First, if the “pristine” bullet did not travel through both Kennedy and Connally, somehow ending up on Connally’s stretcher, then it stands to reason that Connally might have actually been hit by a separate bullet, coming from above and to the rear. The FBI recreation suggests that Oswald would not have had enough time to get off two separate shots so quickly as to hit Connally after wounding the president in the back. A second shooter must be considered.

And what about the bullet wound in the front of Kennedy’s neck? In one of the earliest critiques of the Warren Commission report, Josiah Thompson, author of Six Seconds in Dallas, proposed, not unreasonably, that the front-neck wound might have come from a bullet or bone fragment that was driven down and exited through the president’s throat from the final blast to his skull.

But there are other, darker explanations arising from the secrecy surrounding the X-rays and photographs taken at the autopsy and then not made public for decades. Jerrol F. Custer, the principal X-ray technician at the autopsy, testified in 1997 that there were several small metallic fragments in the cervical spine (the spinal region directly below the skull), which were visible in an X-ray, and that this was one of three X-ray exposures he took that night that went missing from the collection in the National Archives. This might have contained evidence of a shot from the front of the motorcade—a frangible bullet that disintegrated into tiny pieces after entry into the body. A heavy lift, for sure, but medical staffers who saw the front-of-the-neck wound before the tracheotomy believed it was an entrance wound because of its neatness.


Landis said he believed he had done the right thing by securing the bullet and then leaving it for what he thought would be the autopsy. He quit about six months later after failing to process it all, and he just assumed the Warren Commission had dealt with everything. After reading a book about the assassination in 2014, he then realized that the "pristine bullet" he had found was believed to have come out of Connally and that he needed to correct the record, and that's when he started talking to people about what he had found. He's also written a book, "The Final Witness."

James Robenalt, an Ohio-based lawyer and author of several books of history, has intensely researched the assassination and helped Landis work out his memories of that day.
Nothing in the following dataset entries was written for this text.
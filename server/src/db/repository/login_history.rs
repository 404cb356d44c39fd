//! Login History Repository
//!
//! Append-only audit trail. Recording a login must never fail the login
//! itself, so callers log and drop errors from [`record`].

use super::RepoResult;
use crate::db::models::LoginEntry;
use crate::db::DbService;
use shared::util::{now_millis, snowflake_id};

#[derive(Clone)]
pub struct LoginHistoryRepository {
    db: DbService,
}

impl LoginHistoryRepository {
    pub fn new(db: DbService) -> Self {
        Self { db }
    }

    /// Append a login attempt
    pub async fn record(
        &self,
        user_id: i64,
        ip_address: Option<&str>,
        user_agent: Option<&str>,
        is_successful: bool,
        failure_reason: Option<&str>,
    ) -> RepoResult<()> {
        sqlx::query(
            "INSERT INTO login_history (id, user_id, login_at, ip_address, user_agent, \
             is_successful, failure_reason) VALUES (?, ?, ?, ?, ?, ?, ?)",
        )
        .bind(snowflake_id())
        .bind(user_id)
        .bind(now_millis())
        .bind(ip_address)
        .bind(user_agent)
        .bind(is_successful)
        .bind(failure_reason)
        .execute(self.db.write())
        .await?;
        Ok(())
    }

    /// Most recent login attempts for a user
    pub async fn find_by_user(&self, user_id: i64, limit: i64) -> RepoResult<Vec<LoginEntry>> {
        let entries = sqlx::query_as(
            "SELECT * FROM login_history WHERE user_id = ? ORDER BY login_at DESC LIMIT ?",
        )
        .bind(user_id)
        .bind(limit.clamp(1, 100))
        .fetch_all(self.db.read())
        .await?;
        Ok(entries)
    }
}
He believes Landis’ book will raise new questions about Kennedy’s death.

“If what he says is true, which I tend to believe, it is likely to reopen the question of a second shooter, if not even more,” Robenalt told The Times. “If the bullet we know as the magic or pristine bullet stopped in President Kennedy’s back, it means that the central thesis of the Warren Report, the single-bullet theory, is wrong.”

Which, he added, could mean that Connally was shot by a separate bullet and not by Oswald, whom he believes could not have reloaded fast enough.

That's pretty significant if it changes the whole accepted theory and comes not from speculation but from what seems like a credible witness.